New York’s Governor Cuomo has been big on words promising NOT TO FUND New York State schools and squeeze them to the maximum extent possible with layers of cuts and caps. After all – NOT FUNDING SCHOOLS is the most noble of endeavors – that along with declaring death penalties for those underfunded, high need schools that post low average test scores.

The Governor’s most recent anti-school-funding attack comes in response to NYC Mayoral Candidate Bill de Blasio’s campaign promise to push for universal preschool for city school children. At least as characterized in a New York Daily News editorial, the noble Governor is again set to dig in his heals against any additional spending on schools:

Laying claim to big ideas, Bill de Blasio has promised to deliver universal all-day pre-kindergarten, paid for by raising taxes on wealthy New Yorkers.

The attractive concept helped boost de Blasio to a commanding lead over Republican Joe Lhota, and is key to his education program. He calls universal pre-k “how we will start to close the achievement gap” between minority and white children.

Now is the time for voters to consider whether de Blasio has a prayer of fulfilling his pledge to provide services to 70,000 4-year-olds, along with after-school programs for middle-schoolers.

He’d need a half-billion dollars a year and has staked all on convincing Albany to okay a city income tax hike on high earners.

Bill, meet Andrew:

Gov. Cuomo says no.

In an interview with the Daily News Editorial Board, Cuomo made clear that he has no intention of pressing the Legislature to give de Blasio the $500 million in tax money he’s counting on.

Read more: http://www.nydailynews.com/opinion/bill-rude-awakening-article-1.1487839#ixzz2i5NJcOJT

So, as the Daily News would characterize, the Governor is incensed that de Blasio would even consider the absurd possibility of needing an additional half a billion – that’s HALF A BILLION DOLLARS! to finance the frivolity of universal preschool.

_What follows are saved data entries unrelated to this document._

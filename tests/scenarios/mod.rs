//! End-to-end scenarios through the `DonationEngine` facade.
//!
//! Each backend test binary runs these through `run_engine_tests!`, handing
//! every scenario a fresh, empty [`Stores`].

#![allow(dead_code)]

pub mod aggregate_tests;
pub mod leaderboard_tests;
pub mod milestone_tests;

use std::sync::Arc;

use chrono::{DateTime, TimeZone, Utc};
use donation_engine::config::Config;
use donation_engine::discovery::StaticDirectory;
use donation_engine::model::{Donation, DonationRequest};
use donation_engine::storage::Stores;
use donation_engine::utils::ManualClock;
use donation_engine::DonationEngine;

/// Donor identity recorded on guest donations.
pub const GUEST: &str = "guest-donor";

/// Monday 2026-10-19, 10:00 UTC.
pub fn now() -> DateTime<Utc> {
    Utc.with_ymd_and_hms(2026, 10, 19, 10, 0, 0).unwrap()
}

pub fn at(y: i32, m: u32, d: u32, h: u32) -> DateTime<Utc> {
    Utc.with_ymd_and_hms(y, m, d, h, 0, 0).unwrap()
}

pub struct Harness {
    pub engine: DonationEngine,
    pub clock: Arc<ManualClock>,
    pub directory: Arc<StaticDirectory>,
}

impl Harness {
    /// Record a donation that must succeed.
    pub async fn give(&self, request: DonationRequest) -> Donation {
        self.engine
            .record_donation(&request)
            .await
            .expect("donation should be recorded")
    }

    pub async fn give_at(&self, when: DateTime<Utc>, request: DonationRequest) -> Donation {
        self.clock.set(when);
        self.give(request).await
    }
}

/// An engine over `stores` with a seeded directory and a clock fixed at
/// [`now`].
///
/// Regions: central, kowloon, islands. Children: child-a and child-b
/// (central, Hillside Primary), child-c (kowloon, Harbour Secondary),
/// child-d (islands, no school). Codes: ALICE -> alice, BOB -> bob.
pub async fn harness(stores: Stores) -> Harness {
    let directory = Arc::new(StaticDirectory::new());
    directory.register_region("central", "Central").await;
    directory.register_region("kowloon", "Kowloon").await;
    directory.register_region("islands", "Islands").await;
    directory
        .register_child("child-a", "central", Some("Hillside Primary"))
        .await;
    directory
        .register_child("child-b", "central", Some("Hillside Primary"))
        .await;
    directory
        .register_child("child-c", "kowloon", Some("Harbour Secondary"))
        .await;
    directory.register_child("child-d", "islands", None).await;
    directory.register_referral_code("ALICE", "alice").await;
    directory.register_referral_code("BOB", "bob").await;

    let mut config = Config::for_test();
    config.ingestion.guest_donor_id = Some(GUEST.to_string());

    let clock = Arc::new(ManualClock::new(now()));
    let engine = DonationEngine::new(&config, stores, directory.clone(), directory.clone())
        .with_clock(clock.clone());

    Harness {
        engine,
        clock,
        directory,
    }
}

#[macro_export]
macro_rules! run_engine_tests {
    ($stores:expr) => {
        println!("--- Ingestion ---");
        {
            run_ingestion_tests!($stores);
        }
        println!("--- Aggregates ---");
        {
            run_aggregate_tests!($stores);
        }
        println!("--- Referrals ---");
        {
            run_referral_tests!($stores);
        }
        println!("--- Leaderboards ---");
        {
            run_leaderboard_tests!($stores);
        }
        println!("--- Milestones ---");
        {
            run_milestone_tests!($stores);
        }
    };
}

Yeah… HALF A BILLION DOLLARS sure sounds like an obscene number. But let’s reflect for a moment on just how much money the state of New York, under the leadership of Governor Cuomo continues to come up short in financing the state school finance formula that was adopted back in 2007 in order to comply with a NY State High Court ruling that funding levels at that time for New York City were inadequate.

In 2012-13 and again in 2013-14 – New York State continues to short NYC on general state aid for schools to the tune of around 3 BILLION DOLLARS! Yeah… that’s 6 times the seemingly obscenely huge funding request for de Blasio’s pre-k proposal.

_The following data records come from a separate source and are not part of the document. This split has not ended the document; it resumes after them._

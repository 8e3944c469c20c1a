//! Aggregate counters and period summaries through the engine.

use chrono::Utc;
use futures::future::join_all;

use donation_engine::model::{Amount, DonationRequest, PeriodKind, RunningTotal};
use donation_engine::storage::Stores;

use super::{at, harness, now};

pub async fn test_concurrent_recordings_keep_totals(stores: Stores) {
    let h = harness(stores).await;

    let requests: Vec<DonationRequest> = (1..=20)
        .map(|i| {
            DonationRequest::standard(format!("donor-{}", i % 4), "child-a", i.to_string())
        })
        .collect();
    let results = join_all(requests.iter().map(|r| h.engine.record_donation(r))).await;
    assert!(results.iter().all(|r| r.is_ok()));

    // 1 + 2 + ... + 20
    let expected = Amount::from_major_units(210);
    let child = h.engine.child_total("child-a").await.unwrap();
    assert_eq!(child.total_amount, expected);
    assert_eq!(child.donation_count, 20);

    let ledger = h.engine.get_totals(None, Some("child-a")).await.unwrap();
    assert_eq!(ledger.total_amount, child.total_amount);
    assert_eq!(ledger.donation_count, child.donation_count);

    let region = h.engine.region_total("central").await.unwrap();
    assert_eq!(region.total_amount, expected);

    for period in PeriodKind::ALL {
        let summary = h
            .engine
            .get_region_period_summary("central", period)
            .await
            .unwrap();
        assert_eq!(summary.total_amount, expected, "{period}");
        assert_eq!(summary.donation_count, 20, "{period}");
        assert_eq!(summary.unique_donors, 4, "{period}");
    }
}

pub async fn test_buckets_sum_to_region_total(stores: Stores) {
    let h = harness(stores).await;

    let dated = [
        (at(2025, 12, 31, 22), "15"),
        (at(2026, 1, 5, 9), "20"),
        (at(2026, 1, 7, 18), "30"),
        (at(2026, 2, 10, 12), "45.25"),
        (now(), "100"),
    ];
    for (when, amount) in dated {
        h.give_at(when, DonationRequest::standard("donor-1", "child-b", amount))
            .await;
    }
    h.clock.set(now());

    let region = h.engine.region_total("central").await.unwrap();
    assert_eq!(region.total_amount.to_string(), "210.25");

    let summaries = h
        .engine
        .stores()
        .aggregates
        .region_summaries("central")
        .await
        .unwrap();
    for period in PeriodKind::ALL {
        let rows: Vec<_> = summaries.iter().filter(|s| s.period == period).collect();
        let sum: Amount = rows.iter().map(|s| s.total_amount).sum();
        let count: i64 = rows.iter().map(|s| s.donation_count).sum();
        assert_eq!(sum, region.total_amount, "{period}");
        assert_eq!(count, 5, "{period}");
    }

    let yearly = summaries
        .iter()
        .filter(|s| s.period == PeriodKind::Yearly)
        .count();
    assert_eq!(yearly, 2);
    // 2026-01-05 and 2026-01-07 share the week starting Monday the 5th
    let weekly = summaries
        .iter()
        .filter(|s| s.period == PeriodKind::Weekly)
        .count();
    assert_eq!(weekly, 4);

    let listed = h
        .engine
        .list_region_summaries(PeriodKind::Yearly)
        .await
        .unwrap();
    assert_eq!(listed.len(), 1);
    assert_eq!(listed[0].total_amount.to_string(), "195.25");
}

pub async fn test_unique_donors_per_bucket(stores: Stores) {
    let h = harness(stores).await;

    h.give(DonationRequest::standard("donor-1", "child-a", "10")).await;
    h.give(DonationRequest::standard("donor-1", "child-b", "10")).await;
    h.give(DonationRequest::standard("donor-2", "child-a", "10")).await;
    h.give(DonationRequest::guest("child-a", "10")).await;
    h.give(DonationRequest::quick("10").with_region("central")).await;

    let summary = h
        .engine
        .get_region_period_summary("central", PeriodKind::Daily)
        .await
        .unwrap();
    assert_eq!(summary.donation_count, 5);
    assert_eq!(summary.total_amount, Amount::from_major_units(50));
    assert_eq!(summary.unique_donors, 2);

    let empty = h
        .engine
        .get_region_period_summary("islands", PeriodKind::Daily)
        .await
        .unwrap();
    assert_eq!(empty.total_amount, Amount::ZERO);
    assert_eq!(empty.donation_count, 0);
    assert_eq!(empty.bucket_date, now().date_naive());
}

pub async fn test_resync_repairs_drift(stores: Stores) {
    let h = harness(stores).await;

    h.give(DonationRequest::standard("donor-1", "child-a", "70")).await;
    h.give(DonationRequest::standard("donor-2", "child-b", "30")).await;

    let aggregates = &h.engine.stores().aggregates;
    let drifted = RunningTotal {
        entity_id: "child-a".to_string(),
        total_amount: Amount::from_major_units(9_999),
        donation_count: 42,
        updated_at: Utc::now(),
    };
    aggregates.set_child_total(&drifted).await.unwrap();
    aggregates
        .set_region_total(&RunningTotal {
            entity_id: "central".to_string(),
            ..drifted
        })
        .await
        .unwrap();

    let child = h.engine.resync_child("child-a").await.unwrap();
    assert_eq!(child.total_amount, Amount::from_major_units(70));
    assert_eq!(child.donation_count, 1);
    assert_eq!(h.engine.child_total("child-a").await.unwrap(), child);

    let region = h.engine.resync_region("central").await.unwrap();
    assert_eq!(region.total_amount, Amount::from_major_units(100));
    assert_eq!(region.donation_count, 2);

    let before = h
        .engine
        .get_region_period_summary("central", PeriodKind::Weekly)
        .await
        .unwrap();
    let rebuilt = h.engine.rebuild_region_summaries("central").await.unwrap();
    assert_eq!(rebuilt.len(), PeriodKind::ALL.len());
    let after = h
        .engine
        .get_region_period_summary("central", PeriodKind::Weekly)
        .await
        .unwrap();
    assert_eq!(after.total_amount, before.total_amount);
    assert_eq!(after.donation_count, before.donation_count);
    assert_eq!(after.unique_donors, 2);
}

#[macro_export]
macro_rules! run_aggregate_tests {
    ($stores:expr) => {
        use $crate::scenarios::aggregate_tests::*;

        test_concurrent_recordings_keep_totals($stores).await;
        println!("  test_concurrent_recordings_keep_totals: PASSED");

        test_buckets_sum_to_region_total($stores).await;
        println!("  test_buckets_sum_to_region_total: PASSED");

        test_unique_donors_per_bucket($stores).await;
        println!("  test_unique_donors_per_bucket: PASSED");

        test_resync_repairs_drift($stores).await;
        println!("  test_resync_repairs_drift: PASSED");
    };
}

Let’s take a look. First, here’s a graph of the relationship between state aid shortfalls per pupil and the state’s own pupil need index. Larger circles represent larger (enrollment) districts. As can be seen here, in 2013-14, based on March/April 2013 adopted budget figures (state aid run worksheets), New York City – the bowling ball in the picture – is shorted by just under $3,000 per pupil in State Aid! That’s $3,000 PER PUPIL IN STATE AID!

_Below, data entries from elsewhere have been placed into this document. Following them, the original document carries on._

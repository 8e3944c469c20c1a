//! Storage configuration types.

use serde::Deserialize;

/// Storage type discriminator.
#[derive(Debug, Clone, Copy, Default, PartialEq, Eq, Deserialize)]
#[serde(rename_all = "lowercase")]
pub enum StorageType {
    #[default]
    Sqlite,
    Memory,
}

/// Storage configuration.
#[derive(Debug, Clone, Deserialize)]
#[serde(default)]
pub struct StorageConfig {
    /// Storage type discriminator.
    #[serde(rename = "type")]
    pub storage_type: StorageType,
    /// SQLite database file. `:memory:` opens a private in-memory database.
    pub path: String,
}

impl Default for StorageConfig {
    fn default() -> Self {
        Self {
            storage_type: StorageType::Sqlite,
            path: "data/donations.db".to_string(),
        }
    }
}

impl StorageConfig {
    /// In-memory store, used by tests.
    pub fn memory() -> Self {
        Self {
            storage_type: StorageType::Memory,
            path: String::new(),
        }
    }
}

Now, here’s how the funding formula that got the state out from under litigation is supposed to work.

A district’s target funding level per pupil is supposed to be a function of a) the foundation level of funding per pupil [appropriately inflated to represent current year costs], times b) the pupil need index for each district times c) the regional cost index for each district times d) the number of “aidable foundation pupil units” (which is an enrollment count including some adjustments for special education and other factors).

The adjusted foundation amount per pupil in NYC is $16,562 in 2013-14.

Bear in mind that even this figure is based on rigged analyses that severely underestimate actual needs and costs.

Then, the state determines the share of that figure to be covered by the district and balance to be covered by the state. The state share for NYC is supposed to be $7,006.

Take that figure times the total aidable foundation pupil units (TAFPU) and you’ve got….. $8.8 BILLION DOLLARS!

THAT’S $8.8 BILLION DOLLARS!!!!!

But alas, that’s far more than the state actually allocates to the City of New York through the foundation aid program it adopted to get out from under litigation brought by the city of New York – because funding was (and still is) inadequate!

I’m not even going to quibble (here and now) over the broader conception of “adequacy” involved, or the fact that the state concocted ways to reduce their estimated targets. The fact is that even though they set a low bar and further lowballed their funding targets, they’ve (meaning the Governor and Legislature) chosen to not even come close to funding those targets!

Instead, the state begins by freezing the underlying foundation aid level to past levels, setting NYC’s foundation aid level to just under $6.4 billion.

Yeah… sounds like a lot… but that’s already well short of what the city is supposed to get. And that’s just the first CUT.

Next, the state applies what it calls the Gap Elimination Adjustment (and then partially restores that cut, to make it seem like a gift), further reducing state aid to NYC down to just under $5.9 billion.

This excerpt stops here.